Proteins play a central role in the signal transmission in living systems since they are able to recognize specific biomolecules acting as cellular receptors, antibodies or enzymes, being themselves recognized by other proteins in protein/protein interactions, or displaying epitopes suitable for antibody binding. In this context, the specific recognition of a given protein unlocks a range of interesting applications in diagnosis and in targeted therapies. Obviously, this role is already fulfilled by antibodies with unquestionable success. However, the design of synthetic artificial systems able to endorse this role is still challenging with a special interest to overcome limitations of antibodies, in particular their production and their stability. Molecular Imprinted Polymers (MIPs) are attractive recognition systems which could be an alternative for the specific capture of proteins in complex biological fluids. MIPs can be considered as biomimetic receptors or antibody mimics displaying artificial paratopes.
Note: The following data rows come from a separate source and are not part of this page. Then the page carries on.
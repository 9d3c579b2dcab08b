// Copyright 2026 Boundless Foundation, Inc.
//
// Licensed under the Apache License, Version 2.0 (the "License");
// you may not use this file except in compliance with the License.
// You may obtain a copy of the License at
//
//     http://www.apache.org/licenses/LICENSE-2.0
//
// Unless required by applicable law or agreed to in writing, software
// distributed under the License is distributed on an "AS IS" BASIS,
// WITHOUT WARRANTIES OR CONDITIONS OF ANY KIND, either express or implied.
// See the License for the specific language governing permissions and
// limitations under the License.

use serde::{Deserialize, Serialize};
use staking_indexer::{
    events::{
        EmergencyWithdrawEvent, EventMeta, RewardClaimEvent, StakeEvent, StakingEvent,
        WithdrawEvent,
    },
    Page, PageRequest, ProtocolStats, UserStats,
};

/// Page size used when the caller does not ask for one.
pub const DEFAULT_PAGE_SIZE: u32 = 10;

/// Largest page size served over HTTP.
pub const MAX_PAGE_SIZE: u32 = 100;

/// Pagination query parameters
#[derive(Debug, Deserialize)]
pub struct PaginationParams {
    /// Zero-based page index (default: 0)
    #[serde(default)]
    pub page: u32,

    /// Number of results per page (default: 10, max: 100)
    #[serde(default = "default_page_size")]
    pub page_size: u32,
}

fn default_page_size() -> u32 {
    DEFAULT_PAGE_SIZE
}

impl Default for PaginationParams {
    fn default() -> Self {
        Self { page: 0, page_size: DEFAULT_PAGE_SIZE }
    }
}

impl PaginationParams {
    /// Validate and normalize pagination parameters
    pub fn validate(self) -> PageRequest {
        PageRequest { page: self.page, page_size: self.page_size.clamp(1, MAX_PAGE_SIZE) }
    }
}

/// Paginated list of entries, newest first
#[derive(Debug, Serialize)]
pub struct PageResponse<T> {
    pub entries: Vec<T>,
    pub pagination: PaginationMetadata,
}

/// Pagination metadata
#[derive(Debug, Serialize)]
pub struct PaginationMetadata {
    /// Number of results returned
    pub count: usize,

    pub page: u32,

    pub page_size: u32,

    /// True when the page was full, so a next page may exist
    pub has_next_page: bool,
}

impl<T> PageResponse<T> {
    pub fn from_page<S>(page: Page<S>) -> Self
    where
        T: for<'a> From<&'a S>,
    {
        let entries: Vec<T> = page.items.iter().map(T::from).collect();
        Self {
            pagination: PaginationMetadata {
                count: entries.len(),
                page: page.page,
                page_size: page.page_size,
                has_next_page: page.has_next_page,
            },
            entries,
        }
    }
}

#[derive(Debug, Serialize)]
pub struct ProtocolStatsResponse {
    pub total_staked: String,
    pub current_reward_rate: String,
    pub total_burned: String,
    pub total_users: u64,
    pub total_stake_events: u64,
    pub total_withdraw_events: u64,
    pub total_emergency_withdraw_events: u64,
    pub total_rewards_claimed_events: u64,
    pub last_updated_block: u64,
    pub last_updated_timestamp: u64,
}

impl From<&ProtocolStats> for ProtocolStatsResponse {
    fn from(stats: &ProtocolStats) -> Self {
        Self {
            total_staked: stats.total_staked.to_string(),
            current_reward_rate: stats.current_reward_rate.to_string(),
            total_burned: stats.total_burned.to_string(),
            total_users: stats.total_users,
            total_stake_events: stats.total_stake_events,
            total_withdraw_events: stats.total_withdraw_events,
            total_emergency_withdraw_events: stats.total_emergency_withdraw_events,
            total_rewards_claimed_events: stats.total_rewards_claimed_events,
            last_updated_block: stats.last_updated_block,
            last_updated_timestamp: stats.last_updated_timestamp,
        }
    }
}

#[derive(Debug, Serialize)]
pub struct UserStatsResponse {
    pub user: String,
    pub total_staked: String,
    pub total_withdrawn: String,
    pub total_rewards_claimed: String,
    pub total_emergency_withdrawn: String,
    pub total_penalties_paid: String,
    pub stake_count: u64,
    pub withdraw_count: u64,
    pub emergency_withdraw_count: u64,
    pub rewards_claimed_count: u64,
    /// Unset until the address stakes for the first time
    pub first_stake_timestamp: Option<u64>,
    pub last_activity_timestamp: u64,
}

impl From<&UserStats> for UserStatsResponse {
    fn from(stats: &UserStats) -> Self {
        Self {
            user: format!("{:#x}", stats.user),
            total_staked: stats.total_staked.to_string(),
            total_withdrawn: stats.total_withdrawn.to_string(),
            total_rewards_claimed: stats.total_rewards_claimed.to_string(),
            total_emergency_withdrawn: stats.total_emergency_withdrawn.to_string(),
            total_penalties_paid: stats.total_penalties_paid.to_string(),
            stake_count: stats.stake_count,
            withdraw_count: stats.withdraw_count,
            emergency_withdraw_count: stats.emergency_withdraw_count,
            rewards_claimed_count: stats.rewards_claimed_count,
            first_stake_timestamp: stats.first_stake_timestamp,
            last_activity_timestamp: stats.last_activity_timestamp,
        }
    }
}

/// Position of an event on chain
#[derive(Debug, Serialize)]
pub struct EventLocation {
    pub id: String,
    pub transaction_hash: String,
    pub log_index: i32,
    pub block_number: u64,
    pub block_timestamp: u64,
}

impl From<&EventMeta> for EventLocation {
    fn from(meta: &EventMeta) -> Self {
        Self {
            id: meta.id.to_string(),
            transaction_hash: format!("{:#x}", meta.tx_hash),
            log_index: meta.log_index,
            block_number: meta.block_number,
            block_timestamp: meta.block_timestamp,
        }
    }
}

#[derive(Debug, Serialize)]
pub struct StakeEntry {
    #[serde(flatten)]
    pub location: EventLocation,
    pub user: String,
    pub amount: String,
    pub timestamp: u64,
    pub new_total_staked: String,
    pub reward_rate: String,
}

impl From<&StakeEvent> for StakeEntry {
    fn from(event: &StakeEvent) -> Self {
        Self {
            location: (&event.meta).into(),
            user: format!("{:#x}", event.user),
            amount: event.amount.to_string(),
            timestamp: event.timestamp,
            new_total_staked: event.new_total_staked.to_string(),
            reward_rate: event.reward_rate.to_string(),
        }
    }
}

#[derive(Debug, Serialize)]
pub struct WithdrawEntry {
    #[serde(flatten)]
    pub location: EventLocation,
    pub user: String,
    pub amount: String,
    pub timestamp: u64,
    pub new_total_staked: String,
    pub reward_rate: String,
    pub rewards_accrued: String,
}

impl From<&WithdrawEvent> for WithdrawEntry {
    fn from(event: &WithdrawEvent) -> Self {
        Self {
            location: (&event.meta).into(),
            user: format!("{:#x}", event.user),
            amount: event.amount.to_string(),
            timestamp: event.timestamp,
            new_total_staked: event.new_total_staked.to_string(),
            reward_rate: event.reward_rate.to_string(),
            rewards_accrued: event.rewards_accrued.to_string(),
        }
    }
}

#[derive(Debug, Serialize)]
pub struct EmergencyWithdrawEntry {
    #[serde(flatten)]
    pub location: EventLocation,
    pub user: String,
    pub amount: String,
    pub penalty: String,
    pub timestamp: u64,
    pub new_total_staked: String,
}

impl From<&EmergencyWithdrawEvent> for EmergencyWithdrawEntry {
    fn from(event: &EmergencyWithdrawEvent) -> Self {
        Self {
            location: (&event.meta).into(),
            user: format!("{:#x}", event.user),
            amount: event.amount.to_string(),
            penalty: event.penalty.to_string(),
            timestamp: event.timestamp,
            new_total_staked: event.new_total_staked.to_string(),
        }
    }
}

#[derive(Debug, Serialize)]
pub struct RewardClaimEntry {
    #[serde(flatten)]
    pub location: EventLocation,
    pub user: String,
    pub amount: String,
    pub timestamp: u64,
    pub new_pending_rewards: String,
    pub total_staked: String,
}

impl From<&RewardClaimEvent> for RewardClaimEntry {
    fn from(event: &RewardClaimEvent) -> Self {
        Self {
            location: (&event.meta).into(),
            user: format!("{:#x}", event.user),
            amount: event.amount.to_string(),
            timestamp: event.timestamp,
            new_pending_rewards: event.new_pending_rewards.to_string(),
            total_staked: event.total_staked.to_string(),
        }
    }
}

/// One entry of a user's combined history, tagged by event kind
#[derive(Debug, Serialize)]
#[serde(tag = "kind", rename_all = "snake_case")]
pub enum ActivityEntry {
    Stake(StakeEntry),
    Withdraw(WithdrawEntry),
    EmergencyWithdraw(EmergencyWithdrawEntry),
    RewardClaim(RewardClaimEntry),
}

impl From<&StakingEvent> for ActivityEntry {
    fn from(event: &StakingEvent) -> Self {
        match event {
            StakingEvent::Stake(e) => ActivityEntry::Stake(e.into()),
            StakingEvent::Withdraw(e) => ActivityEntry::Withdraw(e.into()),
            StakingEvent::EmergencyWithdraw(e) => ActivityEntry::EmergencyWithdraw(e.into()),
            StakingEvent::RewardClaim(e) => ActivityEntry::RewardClaim(e.into()),
        }
    }
}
However, MIPs of proteins remains a challenge due to their large size and conformational flexibility, their complex chemical nature with multiple recognition sites and their low solubility in most organic solvents. Classical MIP synthesis conditions result in large polymeric cavities and unspecific binding sites on the surface. In this review, the potential of the sol-gel process as inorganic polymerization strategy to overcome the drawbacks of protein imprinting is highlighted. Thanks to the mild and biocompatible experimental conditions required and the use of water as a solvent, the inorganic polymerization approach better suited to proteins than organic polymerization. Through numerous examples and applications of MIPs, we proposed a critical evaluation of the parameters that must be carefully controlled to achieve sol-gel protein imprinting (SGPI), including the choice of the monomers taking part in the polymerization.